» **Problem to work on**
Print every record below exactly as it stands.

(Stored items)
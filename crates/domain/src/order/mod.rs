//! Order request and related value objects.

mod request;
mod value_objects;

pub use request::OrderRequest;
pub use value_objects::{Money, OrderType, StockSymbol, TimeInForce};

use thiserror::Error;

/// Reasons an order is rejected before it reaches the backend.
#[derive(Debug, Clone, PartialEq, Eq, Error)]
pub enum OrderError {
    /// User ID is required.
    #[error("User ID is required")]
    UserIdRequired,

    /// An account must be selected.
    #[error("Account is required")]
    AccountRequired,

    /// A symbol must be selected.
    #[error("Symbol is required")]
    SymbolRequired,

    /// Symbol is not a plausible ticker.
    #[error("Invalid symbol: {symbol}")]
    InvalidSymbol { symbol: String },

    /// Invalid quantity.
    #[error("Invalid quantity: {quantity} (must be at least 1)")]
    InvalidQuantity { quantity: u32 },

    /// Limit orders need a limit price.
    #[error("Limit price is required for LIMIT orders")]
    LimitPriceRequired,

    /// Limit price below the minimum tick.
    #[error("Invalid limit price: {price} (must be at least $0.01)")]
    InvalidLimitPrice { price: Money },

    /// Market orders are priced by the backend.
    #[error("Limit price is only allowed on LIMIT orders")]
    UnexpectedLimitPrice,
}
//! The remote order/saga backend as seen by the monitor.

pub mod http;
pub mod memory;

pub use http::HttpSagaBackend;
pub use memory::{InMemorySagaBackend, SagaScript, ScriptFrame};

use async_trait::async_trait;
use common::SagaId;
use domain::{OrderRequest, SagaSnapshot};
use thiserror::Error;

/// Failures talking to the backend.
#[derive(Debug, Clone, PartialEq, Eq, Error)]
pub enum BackendError {
    /// Connection, timeout or other transport failure.
    #[error("transport error: {0}")]
    Transport(String),

    /// The response body could not be decoded.
    #[error("decode error: {0}")]
    Decode(String),

    /// The backend answered with a non-success status.
    #[error("backend rejected request ({status}): {message}")]
    Rejected { status: u16, message: String },
}

/// Submit, poll and cancel endpoints of the saga backend.
///
/// Every call answers with the saga's current snapshot.
#[async_trait]
pub trait SagaBackend: Send + Sync {
    /// Starts a saga for the order.
    async fn submit(&self, request: &OrderRequest) -> Result<SagaSnapshot, BackendError>;

    /// Fetches the current snapshot of a saga.
    async fn status(&self, saga_id: &SagaId) -> Result<SagaSnapshot, BackendError>;

    /// Asks the backend to cancel a saga; the answer reflects the transition
    /// into compensation.
    async fn cancel(&self, saga_id: &SagaId) -> Result<SagaSnapshot, BackendError>;
}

» **Answer below**
filename crates/domain/src/order/mod.rs
//! Order request and related value objects.

mod request;
mod value_objects;

pub use request::OrderRequest;
pub use value_objects::{Money, OrderType, StockSymbol, TimeInForce};

use thiserror::Error;

/// Reasons an order is rejected before it reaches the backend.
#[derive(Debug, Clone, PartialEq, Eq, Error)]
pub enum OrderError {
    /// User ID is required.
    #[error("User ID is required")]
    UserIdRequired,

    /// An account must be selected.
    #[error("Account is required")]
    AccountRequired,

    /// A symbol must be selected.
    #[error("Symbol is required")]
    SymbolRequired,

    /// Symbol is not a plausible ticker.
    #[error("Invalid symbol: {symbol}")]
    InvalidSymbol { symbol: String },

    /// Invalid quantity.
    #[error("Invalid quantity: {quantity} (must be at least 1)")]
    InvalidQuantity { quantity: u32 },

    /// Limit orders need a limit price.
    #[error("Limit price is required for LIMIT orders")]
    LimitPriceRequired,

    /// Limit price below the minimum tick.
    #[error("Invalid limit price: {price} (must be at least $0.01)")]
    InvalidLimitPrice { price: Money },

    /// Market orders are priced by the backend.
    #[error("Limit price is only allowed on LIMIT orders")]
    UnexpectedLimitPrice,
}
//! The remote order/saga backend as seen by the monitor.

pub mod http;
pub mod memory;

pub use http::HttpSagaBackend;
pub use memory::{InMemorySagaBackend, SagaScript, ScriptFrame};

use async_trait::async_trait;
use common::SagaId;
use domain::{OrderRequest, SagaSnapshot};
use thiserror::Error;

/// Failures talking to the backend.
#[derive(Debug, Clone, PartialEq, Eq, Error)]
pub enum BackendError {
    /// Connection, timeout or other transport failure.
    #[error("transport error: {0}")]
    Transport(String),

    /// The response body could not be decoded.
    #[error("decode error: {0}")]
    Decode(String),

    /// The backend answered with a non-success status.
    #[error("backend rejected request ({status}): {message}")]
    Rejected { status: u16, message: String },
}

/// Submit, poll and cancel endpoints of the saga backend.
///
/// Every call answers with the saga's current snapshot.
#[async_trait]
pub trait SagaBackend: Send + Sync {
    /// Starts a saga for the order.
    async fn submit(&self, request: &OrderRequest) -> Result<SagaSnapshot, BackendError>;

    /// Fetches the current snapshot of a saga.
    async fn status(&self, saga_id: &SagaId) -> Result<SagaSnapshot, BackendError>;

    /// Asks the backend to cancel a saga; the answer reflects the transition
    /// into compensation.
    async fn cancel(&self, saga_id: &SagaId) -> Result<SagaSnapshot, BackendError>;
}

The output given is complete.